谢宁远着一身青衣,温文儒雅,一副书生模样,他动作优雅的喝了一口茶,接道,“七年前,我也曾在父亲的书案上看到过这个名字,当时,陈山的名字是与宋颖并列在一起的。”
这句话引起了陆曜的警觉,他脑中灵光乍现,他曾偶然听到父亲与亲信说过一句话,“这些年侯爷没少从陈山这里得到好处。”
身后传来赵秀愤恼的声音,“谢宁远,你跑那么快干嘛,都不等等我。”
谢宁远回头看了一眼小跑的赵秀,最后又回过头,对陆曜道,“若是好奇,不妨去查查真相。但是我得提醒一句,真相可能会牵扯到令堂。”说罢,他站起身,朝赵秀走去了。
陆曜望着他们二人离去的背影,单手托着腮,感叹道,现如今的赵秀不正是他自己的翻版吗?谢家兄妹两人可都是令人追逐的存在。
喝罢一盏茶,他也起身离开了。夜半,他本想翻个墙去见见自己心爱的人,但步子还是止住了。此刻他满脑子都是白天的事。
账本已到岳丈的手中,岳丈的下一步一定是对付淮阳候,那他能帮上什么忙呢?
他快马加鞭赶往商领县,很快就发现了陈山的不对劲。
陈山的藏宝阁中有许多宝贝,最贵重的宝物下刻着一个精致的花纹,这花纹他在自己家中也见过,正是父亲生辰那日,淮阳侯送来的礼物。
这花纹太过独特,他一时查不到出处,便去寻了孙楚,锦衣卫知道的消息多,或许会知道些蛛丝马迹。

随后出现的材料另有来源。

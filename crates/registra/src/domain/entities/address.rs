//! Address - residence record owned 1:1 by a person

use serde::{Deserialize, Serialize};

use crate::domain::value_objects::{AddressId, PersonId};

/// Every person owns exactly one address row, keyed by the person id. The
/// row is looked up by `person_id` and overwritten on person updates rather
/// than duplicated.
#[derive(Debug, Clone, PartialEq, Serialize, Deserialize)]
pub struct Address {
    pub id: AddressId,
    pub person_id: PersonId,
    pub city: String,
    pub street: String,
    pub building: String,
    pub apartment: Option<String>,
}

impl Address {
    pub fn new(
        city: impl Into<String>,
        street: impl Into<String>,
        building: impl Into<String>,
        apartment: Option<String>,
    ) -> Self {
        Self {
            id: AddressId::UNSET,
            person_id: PersonId::UNSET,
            city: city.into(),
            street: street.into(),
            building: building.into(),
            apartment,
        }
    }
}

孙楚看了眼花纹,摇头表示不识,却在他要离开时叫住了他,称这个花纹他好像见面,前朝的某个王爷曾留下来一块玉佩,玉佩上刻的正是这个花纹。
孙楚思虑两秒,又补了一句,“几年前前朝王爷的墓被发现,是在商领县内。”
……
淮阳侯自然听到了坊间传言,他急的想要进宫,向太后求助,半路上却遇到了沈琦,他现在对这个揪着陈山不放的外孙子可没有好脸色,一甩袖子,想要越过沈琦进入内宫。
沈琦却拦在他身前,拍了拍手,一队侍卫顿时冲了出来,一左一右的架起淮阳侯,将他朝外拖去。
沈琦道,“外祖父,母后正在休息,还是不要打扰她老人家了?”
淮阳侯大喊道,“沈琦,我可是你亲外公,你竟帮着外人来坑害我,太后娘娘可是有口谕,让我何时想进宫便进宫,你敢抗旨?”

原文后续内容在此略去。